◆ TASK INPUT:
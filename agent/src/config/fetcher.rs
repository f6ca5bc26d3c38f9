//! Configuration fetch with primary/secondary fallback

use std::sync::Arc;
use std::time::Duration;

use tracing::{debug, info, warn};

use crate::config::store::ConfigStore;
use crate::errors::AgentError;
use crate::models::config::DeviceConfig;
use crate::models::response::ServerResponse;
use crate::platform::{ConfigSource, RawResponse};
use crate::storage::device::DeviceIdentity;

/// Outcome of a configuration request. Never coerced to a default config.
#[derive(Debug, Clone, PartialEq)]
pub enum FetchResult {
    Success(DeviceConfig),
    /// The server answered but refused the device
    Rejected(String),
    /// No usable answer from either endpoint
    NetworkUnreachable(String),
}

impl FetchResult {
    /// Error equivalent of a failed fetch
    pub fn error(&self) -> Option<AgentError> {
        match self {
            FetchResult::Success(_) => None,
            FetchResult::Rejected(msg) => Some(AgentError::FetchRejected(msg.clone())),
            FetchResult::NetworkUnreachable(msg) => Some(AgentError::FetchUnreachable(msg.clone())),
        }
    }
}

/// Requests the configuration and installs it in the store on success
pub struct ConfigFetcher {
    source: Arc<dyn ConfigSource>,
    store: Arc<ConfigStore>,
    settle_delay: Duration,
}

impl ConfigFetcher {
    pub fn new(source: Arc<dyn ConfigSource>, store: Arc<ConfigStore>, settle_delay: Duration) -> Self {
        Self {
            source,
            store,
            settle_delay,
        }
    }

    pub async fn fetch(&self, identity: &DeviceIdentity) -> Result<FetchResult, AgentError> {
        let response = self.request(identity).await;

        if !self.settle_delay.is_zero() {
            tokio::time::sleep(self.settle_delay).await;
        }

        let result = match response {
            Ok(response) => interpret(response),
            Err(e) => FetchResult::NetworkUnreachable(e.to_string()),
        };

        if let FetchResult::Success(config) = &result {
            self.store.replace(config.clone()).await?;
        }
        Ok(result)
    }

    async fn request(&self, identity: &DeviceIdentity) -> Result<RawResponse, AgentError> {
        let primary = self
            .source
            .fetch_config(&identity.base_url, &identity.project, &identity.device_id)
            .await;

        let err = match primary {
            Ok(response) => return Ok(response),
            Err(e) => e,
        };

        let Some(secondary) = identity.secondary_base_url.as_deref().filter(|url| !url.is_empty())
        else {
            return Err(err);
        };

        warn!("Primary server failed ({}), trying {}", err, secondary);
        self.source
            .fetch_config(secondary, &identity.project, &identity.device_id)
            .await
    }
}

fn interpret(response: RawResponse) -> FetchResult {
    if !response.is_success() {
        return FetchResult::NetworkUnreachable(format!("server answered {}", response.status));
    }

    let Some(body) = response.body else {
        return FetchResult::NetworkUnreachable("empty response body".to_string());
    };

    let envelope: ServerResponse<DeviceConfig> = match serde_json::from_str(&body) {
        Ok(envelope) => envelope,
        Err(e) => {
            debug!("Malformed configuration response: {}", e);
            return FetchResult::NetworkUnreachable(format!("malformed response: {}", e));
        }
    };

    let status = envelope.status.clone();
    let message = envelope.message.clone();
    match envelope.into_ok_data() {
        Some(config) => {
            info!("Configuration received");
            FetchResult::Success(config)
        }
        None => FetchResult::Rejected(message.unwrap_or(status)),
    }
}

◆ REQUIRED ACTION: Look above for the line with "refused the device" and the line with "pub async fn"; transcribe both and all lines in between, exactly, and nothing else.

◆ ANSWER BOX:
    /// The server answered but refused the device
    Rejected(String),
    /// No usable answer from either endpoint
    NetworkUnreachable(String),
}

impl FetchResult {
    /// Error equivalent of a failed fetch
    pub fn error(&self) -> Option<AgentError> {
        match self {
            FetchResult::Success(_) => None,
            FetchResult::Rejected(msg) => Some(AgentError::FetchRejected(msg.clone())),
            FetchResult::NetworkUnreachable(msg) => Some(AgentError::FetchUnreachable(msg.clone())),
        }
    }
}

/// Requests the configuration and installs it in the store on success
pub struct ConfigFetcher {
    source: Arc<dyn ConfigSource>,
    store: Arc<ConfigStore>,
    settle_delay: Duration,
}

impl ConfigFetcher {
    pub fn new(source: Arc<dyn ConfigSource>, store: Arc<ConfigStore>, settle_delay: Duration) -> Self {
        Self {
            source,
            store,
            settle_delay,
        }
    }

    pub async fn fetch(&self, identity: &DeviceIdentity) -> Result<FetchResult, AgentError> {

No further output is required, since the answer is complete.